Generally, though, I'm watching talks on iOS devices... bouncing between
devices makes everything more complicated.

------
WhatIsDukkha
Very interesting direction. I like people taking their web browsing and
realizing its a serious thing for a more serious set of tools then we
currently have.

I'd like annotations to be the way forward for the web.

Just as a thought experiment, this comment I'm making.

Where does it go to live permanently?
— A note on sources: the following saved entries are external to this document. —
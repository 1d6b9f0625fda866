//! 徽章定义 API 处理器

use axum::{
    Extension, Json,
    extract::{Path, State},
};
use tracing::info;

use badgr_core::CoreError;
use badgr_core::models::{BadgeClass, Issuer};

use super::{Created, Envelope, JsonBody, badge_class_for, created};
use crate::auth::permissions::issuer_for;
use crate::auth::scopes::RW_ISSUER;
use crate::auth::{Access, AuthContext, IssuerRule};
use crate::dto::{BadgeClassDto, BadgeClassRequest, Related, V2Response};
use crate::error::{ApiError, Result};
use crate::state::AppState;

async fn create_in(
    state: &AppState,
    auth: &AuthContext,
    issuer: &Issuer,
    req: BadgeClassRequest,
) -> Result<BadgeClass> {
    let fields = req.validated().map_err(ApiError::FieldErrors)?;
    let badge_class = state
        .repos
        .badge_classes
        .create(fields.into_new(issuer.id, auth.user_id()))
        .await?;
    info!(
        event = "BadgeClassCreated",
        badgeclass = %badge_class.entity_id,
        issuer = %issuer.entity_id,
        user = %auth.account.entity_id(),
        "Badge class created"
    );
    Ok(badge_class)
}

/// 当前用户所属发行方下的全部徽章定义
///
/// GET /v2/badgeclasses
pub async fn list_all_badge_classes(
    State(state): State<AppState>,
    Extension(auth): Extension<AuthContext>,
) -> Result<Envelope<BadgeClassDto>> {
    auth.require_verified()?;
    auth.require_scope(&[RW_ISSUER])?;

    let badge_classes = state.repos.badge_classes.list_for_user(auth.user_id()).await?;
    let result = Related::new(&state).badge_class_dtos(badge_classes).await?;
    Ok(Json(V2Response::ok(result)))
}

/// 在请求体 `issuer` 指定的发行方下创建徽章定义
///
/// POST /v2/badgeclasses
pub async fn create_badge_class(
    State(state): State<AppState>,
    Extension(auth): Extension<AuthContext>,
    payload: JsonBody<BadgeClassRequest>,
) -> Result<Created<BadgeClassDto>> {
    auth.require_verified()?;
    auth.require_scope(&[RW_ISSUER])?;
    let Json(req) = payload?;

    let issuer_id = req
        .issuer
        .clone()
        .filter(|i| !i.trim().is_empty())
        .ok_or_else(|| ApiError::field("issuer", "This field is required"))?;
    let issuer = issuer_for(&state.repos, &auth, &issuer_id, IssuerRule::Editor, Access::Write).await?;

    let badge_class = create_in(&state, &auth, &issuer, req).await?;
    Ok(created(Related::new(&state).badge_class_dto(badge_class).await?))
}

/// 发行方下的徽章定义
///
/// GET /v2/issuers/{entity_id}/badgeclasses
pub async fn list_issuer_badge_classes(
    State(state): State<AppState>,
    Extension(auth): Extension<AuthContext>,
    Path(entity_id): Path<String>,
) -> Result<Envelope<BadgeClassDto>> {
    auth.require_verified()?;
    let issuer = issuer_for(&state.repos, &auth, &entity_id, IssuerRule::Editor, Access::Read).await?;

    let badge_classes = state.repos.badge_classes.list_for_issuer(issuer.id).await?;
    let result = Related::new(&state).badge_class_dtos(badge_classes).await?;
    Ok(Json(V2Response::ok(result)))
}

/// 在路径指定的发行方下创建徽章定义，请求体中的 `issuer` 被忽略
///
/// POST /v2/issuers/{entity_id}/badgeclasses
pub async fn create_issuer_badge_class(
    State(state): State<AppState>,
    Extension(auth): Extension<AuthContext>,
    Path(entity_id): Path<String>,
    payload: JsonBody<BadgeClassRequest>,
) -> Result<Created<BadgeClassDto>> {
    auth.require_verified()?;
    let issuer = issuer_for(&state.repos, &auth, &entity_id, IssuerRule::Editor, Access::Write).await?;
    let Json(req) = payload?;

    let badge_class = create_in(&state, &auth, &issuer, req).await?;
    Ok(created(Related::new(&state).badge_class_dto(badge_class).await?))
}

/// 获取徽章定义详情
///
/// GET /v2/badgeclasses/{entity_id}
pub async fn get_badge_class(
    State(state): State<AppState>,
    Extension(auth): Extension<AuthContext>,
    Path(entity_id): Path<String>,
) -> Result<Envelope<BadgeClassDto>> {
    auth.require_verified()?;
    let (badge_class, _) =
        badge_class_for(&state, &auth, &entity_id, IssuerRule::Editor, Access::Read).await?;
    Ok(Json(V2Response::single(
        Related::new(&state).badge_class_dto(badge_class).await?,
    )))
}

/// 整体更新徽章定义；已发放的实例不受影响
///
/// PUT /v2/badgeclasses/{entity_id}
pub async fn update_badge_class(
    State(state): State<AppState>,
    Extension(auth): Extension<AuthContext>,
    Path(entity_id): Path<String>,
    payload: JsonBody<BadgeClassRequest>,
) -> Result<Envelope<BadgeClassDto>> {
    auth.require_verified()?;
    let (mut badge_class, _) =
        badge_class_for(&state, &auth, &entity_id, IssuerRule::Editor, Access::Write).await?;
    let Json(req) = payload?;

    let fields = req.validated().map_err(ApiError::FieldErrors)?;
    fields.apply_to(&mut badge_class);
    let badge_class = state.repos.badge_classes.update(&badge_class).await?;
    info!(badgeclass = %badge_class.entity_id, user = %auth.account.entity_id(), "Badge class updated");

    Ok(Json(V2Response::single(
        Related::new(&state).badge_class_dto(badge_class).await?,
    )))
}

/// 删除徽章定义；已有发放记录时拒绝
///
/// DELETE /v2/badgeclasses/{entity_id}
pub async fn delete_badge_class(
    State(state): State<AppState>,
    Extension(auth): Extension<AuthContext>,
    Path(entity_id): Path<String>,
) -> Result<Envelope<BadgeClassDto>> {
    auth.require_verified()?;
    let (badge_class, _) =
        badge_class_for(&state, &auth, &entity_id, IssuerRule::Editor, Access::Write).await?;

    if state.repos.assertions.count_for_badgeclass(badge_class.id).await? > 0 {
        return Err(CoreError::BadgeClassAlreadyIssued.into());
    }
    state.repos.badge_classes.delete(badge_class.id).await?;
    info!(badgeclass = %badge_class.entity_id, user = %auth.account.entity_id(), "Badge class deleted");

    Ok(Json(V2Response::empty()))
}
Why is all this typing I'm doing
ephemeral on my computer?

Why can I make comments all over the web and it's very likely I have no way of
tracking the fact that I made the comment longer term (even if I spend 30
minutes typing some instructions or help for example).

No regular way of hearing responses to it?

No solid way of copying it or morphing it for another output other then
laboriously (possibly having to google my own comment) finding it on the
original site (which was it?) etc.

Why can't I search my own comments over time?

==Hint: This is not a plea for yet another flakey web service==

It's a weird world when you consider how much you type into these boxes all to
evaporate for your own use.

As part of building a different world what relationship does Polar have with
[https://web.hypothes.is/blog/annotation-is-now-a-web-
standar...](https://web.hypothes.is/blog/annotation-is-now-a-web-standard/)

Why or why not?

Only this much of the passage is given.